How To Be Thankful When Things Kinda Suck
Thanksgiving reflections on acceptance and God's will
A few weeks ago, my daughter cut off her hair.
If you know my daughter in real life, this is completely unsurprising to you. You don’t need to guess which daughter; you already know. In fact, if I told you merely that I met someone who had cut off all of their hair, you would instantly guess this particular child. She is fiercely independent and scarily smart; she is the kind of person who thinks “my hair is in my face” and decides to grab a scissors from her art cart and chop it off. This is the child that I frequently say with all seriousness will either be the CEO of a Fortune 500 company or the head of an international crime ring.
Her hair was long and pretty; I loved putting it in “Elsa braids” or pigtails. It fit her personality, too--as rambunctious as she is she’s also as glamorous as the day is long. She wants to wear pink and sparkles and bows while she’s ruling the world, thank you very much. But after Le Chop, the purple-haired “stylist” at Great Clips had to give her a very short bob a la Ramona Quimby.
After a few brief tears at the salon, she got over it pretty quickly. Her brother had a semi-rare moment of big-brother kindness and told her she looked like Rapunzel at the end of Tangled, which thrilled her. And she’s an adorable kid—she’s honestly working it well.
But the first few days of her new hair left me with an immense feeling of sadness every time I looked at her.
Even though I’d actually wanted her to try out a bob and had suggested it before, even though it was every bit as cute as I knew it would be, even though we had a talk about scissors safety and she can no longer reach them, even though she’s told me smugly that she loves her new haircut, I still found myself longing for her little girl locks.
I couldn’t lean into the weird, different beauty of the now because I found myself continuing to picture her with her long hair.
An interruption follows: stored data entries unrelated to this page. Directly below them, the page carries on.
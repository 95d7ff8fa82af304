use std::io::Write;
use std::path::{Path, PathBuf};

use rust_xlsxwriter::{Workbook, Worksheet, XlsxError};

use crate::error::{SinkError, SinkResult};
use crate::types::{Chunk, Schema, Value};

use super::staged::StagedFile;
use super::{OutputEncoding, ReportSink, check_chunk};

/// Name of the single worksheet in generated workbooks.
pub const SHEET_NAME: &str = "report";

/// Data rows available below the header row.
const MAX_DATA_ROWS: u32 = 1_048_575;

/// Spreadsheet output. The worksheet is held in memory and the container is written at finish.
pub struct XlsxSink {
    staged: StagedFile,
    worksheet: Worksheet,
    schema: Schema,
    next_row: u32,
}

impl XlsxSink {
    pub fn create(path: &Path, schema: &Schema) -> SinkResult<Self> {
        let staged = StagedFile::create(path)?;
        let mut worksheet = Worksheet::new();
        worksheet.set_name(SHEET_NAME)?;
        for (col, name) in schema.field_names().enumerate() {
            worksheet.write_string(0, column_index(col)?, name)?;
        }
        Ok(Self {
            staged,
            worksheet,
            schema: schema.clone(),
            next_row: 1,
        })
    }
}

fn column_index(col: usize) -> SinkResult<u16> {
    u16::try_from(col).map_err(|_| SinkError::Xlsx(XlsxError::RowColumnLimitError))
}

impl ReportSink for XlsxSink {
    fn encoding(&self) -> OutputEncoding {
        OutputEncoding::Xlsx
    }

    fn write_chunk(&mut self, chunk: &Chunk) -> SinkResult<()> {
        check_chunk(&self.schema, chunk)?;
        for row in &chunk.rows {
            if self.next_row > MAX_DATA_ROWS {
                return Err(SinkError::Xlsx(XlsxError::RowColumnLimitError));
            }
            for (col, value) in row.iter().enumerate() {
                let col = column_index(col)?;
                match value {
                    Value::Null => {}
                    Value::Int64(i) => {
                        self.worksheet.write_number(self.next_row, col, *i as f64)?;
                    }
                    Value::Float64(f) if f.is_finite() => {
                        self.worksheet.write_number(self.next_row, col, *f)?;
                    }
                    Value::Float64(_) => {}
                    Value::Bool(b) => {
                        self.worksheet.write_boolean(self.next_row, col, *b)?;
                    }
                    Value::Utf8(s) => {
                        self.worksheet.write_string(self.next_row, col, s)?;
                    }
                }
            }
            self.next_row += 1;
        }
        Ok(())
    }

    fn finish(self: Box<Self>) -> SinkResult<PathBuf> {
        let Self {
            mut staged, worksheet, ..
        } = *self;
        let mut workbook = Workbook::new();
        workbook.push_worksheet(worksheet);
        let bytes = workbook.save_to_buffer()?;
        staged.write_all(&bytes)?;
        staged.flush()?;
        staged.persist()
    }
}

#[cfg(test)]
mod tests {
    use std::sync::Arc;

    use super::XlsxSink;
    use crate::error::SinkError;
    use crate::sink::ReportSink;
    use crate::types::{Chunk, DataType, Field, Schema, Value};

    #[test]
    fn writes_a_zip_container() {
        let dir = tempfile::tempdir().unwrap();
        let path = dir.path().join("out.xlsx");
        let schema = Schema::new(vec![Field::new("n", DataType::Int64), Field::new("s", DataType::Utf8)]);
        let mut sink = Box::new(XlsxSink::create(&path, &schema).unwrap());
        let rows = vec![vec![Value::Int64(7), Value::Utf8("x".into())], vec![Value::Null, Value::Null]];
        sink.write_chunk(&Chunk::new(0, 0, Arc::new(schema), rows)).unwrap();
        sink.finish().unwrap();

        let bytes = std::fs::read(&path).unwrap();
        assert_eq!(&bytes[..2], b"PK");
    }

    #[test]
    fn chunks_with_other_columns_are_rejected() {
        let dir = tempfile::tempdir().unwrap();
        let schema = Schema::new(vec![Field::new("n", DataType::Int64)]);
        let mut sink = XlsxSink::create(&dir.path().join("out.xlsx"), &schema).unwrap();
        let other = Arc::new(Schema::new(vec![Field::new("m", DataType::Int64)]));
        let err = sink.write_chunk(&Chunk::new(0, 0, other, vec![])).unwrap_err();
        assert!(matches!(err, SinkError::SchemaMismatch { .. }));
    }
}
And it mirrored so many other ways in my life that I fail to enjoy the beauty of the now, always looking for what was, or what might be, or what I mistakenly thought I was in control of.
Fr. Walter Ciszek, the Jesuit priest I love so dearly who spent many years in a Siberian prison camp, writes frequently in He Leadeth Me about the importance of living in the here-and-now of reality. He says: "His will for us was in the twenty-four hours of each day: the people, the places, the circumstances He set before us in that time. Those were the things God knew were important to Him and to us at that moment, and those were the things upon which He wanted us to act."
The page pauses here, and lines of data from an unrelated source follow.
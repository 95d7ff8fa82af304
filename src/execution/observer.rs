use std::fmt;
use std::sync::atomic::{AtomicU64, AtomicUsize, Ordering};
use std::time::Duration;

use serde::Serialize;

/// Execution events emitted by the coordinator and its workers.
#[derive(Debug, Clone)]
pub enum ExecutionEvent {
    RunStarted { workers: usize, max_in_flight_chunks: usize },
    /// The coordinator waited for results because the in-flight window was full.
    ThrottleWaited { duration: Duration },
    ChunkDispatched { ordinal: usize, row_count: usize },
    ChunkStarted { ordinal: usize, first_row: usize, row_count: usize },
    ChunkFinished {
        ordinal: usize,
        output_rows: usize,
        row_failures: usize,
    },
    /// A chunk was handed to the sink, in ordinal order.
    ChunkEmitted { ordinal: usize, rows: usize },
    /// The run stopped before completion (failure, cancellation or timeout).
    RunAborted { reason: String, abandoned_chunks: usize },
    RunFinished {
        elapsed: Duration,
        metrics: ExecutionMetricsSnapshot,
    },
}

/// Observer hook for execution events.
pub trait ExecutionObserver: Send + Sync {
    fn on_event(&self, event: &ExecutionEvent);
}

/// Forwards execution events to `tracing`.
///
/// Chunk-level events are logged at `debug`/`trace`, run-level ones at `info`, aborts at `warn`.
#[derive(Debug, Default, Clone, Copy)]
pub struct TracingObserver;

impl ExecutionObserver for TracingObserver {
    fn on_event(&self, event: &ExecutionEvent) {
        match event {
            ExecutionEvent::RunStarted {
                workers,
                max_in_flight_chunks,
            } => tracing::info!(workers, max_in_flight_chunks, "execution started"),
            ExecutionEvent::ThrottleWaited { duration } => {
                tracing::trace!(?duration, "waited for in-flight chunks")
            }
            ExecutionEvent::ChunkDispatched { ordinal, row_count } => {
                tracing::trace!(ordinal, row_count, "chunk dispatched")
            }
            ExecutionEvent::ChunkStarted {
                ordinal,
                first_row,
                row_count,
            } => tracing::trace!(ordinal, first_row, row_count, "chunk started"),
            ExecutionEvent::ChunkFinished {
                ordinal,
                output_rows,
                row_failures,
            } => {
                if *row_failures > 0 {
                    tracing::warn!(ordinal, output_rows, row_failures, "chunk finished with row failures");
                } else {
                    tracing::debug!(ordinal, output_rows, "chunk finished");
                }
            }
            ExecutionEvent::ChunkEmitted { ordinal, rows } => tracing::debug!(ordinal, rows, "chunk emitted"),
            ExecutionEvent::RunAborted {
                reason,
                abandoned_chunks,
            } => tracing::warn!(%reason, abandoned_chunks, "execution aborted"),
            ExecutionEvent::RunFinished { elapsed, metrics } => {
                tracing::info!(?elapsed, %metrics, "execution finished")
            }
        }
    }
}

/// Real-time metrics for an execution run.
///
/// The coordinator and workers update these counters during execution; callers can snapshot them
/// at any time.
#[derive(Debug)]
pub struct ExecutionMetrics {
    run_id: AtomicU64,
    elapsed_ns: AtomicU64,

    rows_processed: AtomicU64,
    row_failures: AtomicU64,
    chunks_started: AtomicU64,
    chunks_finished: AtomicU64,
    chunks_emitted: AtomicU64,
    throttle_wait_ns: AtomicU64,

    active_chunks: AtomicUsize,
    max_active_chunks: AtomicUsize,
    max_buffered_chunks: AtomicUsize,
}

impl ExecutionMetrics {
    pub fn new() -> Self {
        Self {
            run_id: AtomicU64::new(0),
            elapsed_ns: AtomicU64::new(0),
            rows_processed: AtomicU64::new(0),
            row_failures: AtomicU64::new(0),
            chunks_started: AtomicU64::new(0),
            chunks_finished: AtomicU64::new(0),
            chunks_emitted: AtomicU64::new(0),
            throttle_wait_ns: AtomicU64::new(0),
            active_chunks: AtomicUsize::new(0),
            max_active_chunks: AtomicUsize::new(0),
            max_buffered_chunks: AtomicUsize::new(0),
        }
    }

    pub fn begin_run(&self) {
        self.run_id.fetch_add(1, Ordering::SeqCst);
        self.elapsed_ns.store(0, Ordering::SeqCst);
        self.rows_processed.store(0, Ordering::SeqCst);
        self.row_failures.store(0, Ordering::SeqCst);
        self.chunks_started.store(0, Ordering::SeqCst);
        self.chunks_finished.store(0, Ordering::SeqCst);
        self.chunks_emitted.store(0, Ordering::SeqCst);
        self.throttle_wait_ns.store(0, Ordering::SeqCst);
        self.active_chunks.store(0, Ordering::SeqCst);
        self.max_active_chunks.store(0, Ordering::SeqCst);
        self.max_buffered_chunks.store(0, Ordering::SeqCst);
    }

    pub fn end_run(&self, elapsed: Duration) {
        self.elapsed_ns.store(saturating_nanos(elapsed), Ordering::SeqCst);
    }

    pub fn on_rows_processed(&self, rows: usize, failures: usize) {
        self.rows_processed.fetch_add(rows as u64, Ordering::SeqCst);
        self.row_failures.fetch_add(failures as u64, Ordering::SeqCst);
    }

    pub fn on_chunk_start(&self) {
        self.chunks_started.fetch_add(1, Ordering::SeqCst);
        let now = self.active_chunks.fetch_add(1, Ordering::SeqCst) + 1;
        update_max_usize(&self.max_active_chunks, now);
    }

    pub fn on_chunk_end(&self) {
        self.chunks_finished.fetch_add(1, Ordering::SeqCst);
        self.active_chunks.fetch_sub(1, Ordering::SeqCst);
    }

    pub fn on_chunk_emitted(&self) {
        self.chunks_emitted.fetch_add(1, Ordering::SeqCst);
    }

    /// Record the current size of the reorder buffer.
    pub fn on_buffered(&self, buffered: usize) {
        update_max_usize(&self.max_buffered_chunks, buffered);
    }

    pub fn on_throttle_wait(&self, d: Duration) {
        self.throttle_wait_ns.fetch_add(saturating_nanos(d), Ordering::SeqCst);
    }

    pub fn snapshot(&self) -> ExecutionMetricsSnapshot {
        let elapsed_ns = self.elapsed_ns.load(Ordering::SeqCst);
        ExecutionMetricsSnapshot {
            run_id: self.run_id.load(Ordering::SeqCst),
            elapsed: (elapsed_ns > 0).then(|| Duration::from_nanos(elapsed_ns)),
            rows_processed: self.rows_processed.load(Ordering::SeqCst),
            row_failures: self.row_failures.load(Ordering::SeqCst),
            chunks_started: self.chunks_started.load(Ordering::SeqCst),
            chunks_finished: self.chunks_finished.load(Ordering::SeqCst),
            chunks_emitted: self.chunks_emitted.load(Ordering::SeqCst),
            throttle_wait: Duration::from_nanos(self.throttle_wait_ns.load(Ordering::SeqCst)),
            max_active_chunks: self.max_active_chunks.load(Ordering::SeqCst),
            max_buffered_chunks: self.max_buffered_chunks.load(Ordering::SeqCst),
        }
    }
}

impl Default for ExecutionMetrics {
    fn default() -> Self {
        Self::new()
    }
}

fn saturating_nanos(d: Duration) -> u64 {
    d.as_nanos().min(u128::from(u64::MAX)) as u64
}

fn update_max_usize(dst: &AtomicUsize, now: usize) {
    dst.fetch_max(now, Ordering::SeqCst);
}

/// Immutable snapshot of [`ExecutionMetrics`].
#[derive(Debug, Clone, PartialEq, Eq, Serialize)]
pub struct ExecutionMetricsSnapshot {
    pub run_id: u64,
    pub elapsed: Option<Duration>,
    pub rows_processed: u64,
    pub row_failures: u64,
    pub chunks_started: u64,
    pub chunks_finished: u64,
    pub chunks_emitted: u64,
    pub throttle_wait: Duration,
    pub max_active_chunks: usize,
    /// Peak number of finished chunks waiting for a predecessor.
    pub max_buffered_chunks: usize,
}

impl fmt::Display for ExecutionMetricsSnapshot {
    fn fmt(&self, f: &mut fmt::Formatter<'_>) -> fmt::Result {
        write!(
            f,
            "run_id={}, rows_processed={}, row_failures={}, chunks={}/{}/{}, max_active_chunks={}, max_buffered_chunks={}, throttle_wait={:?}, elapsed={:?}",
            self.run_id,
            self.rows_processed,
            self.row_failures,
            self.chunks_emitted,
            self.chunks_finished,
            self.chunks_started,
            self.max_active_chunks,
            self.max_buffered_chunks,
            self.throttle_wait,
            self.elapsed
        )
    }
}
For a long time, this was hard for me to understand. It’s still hard for me, if I’m being honest, to understand. What if you’re working for an unjust employer who berates you and cheats you out of your earned paycheck? Are you just supposed to accept that because it’s God’s will for you to be in that circumstance? What if you’re living under an oppressive government? Are you just supposed to accept that oppression?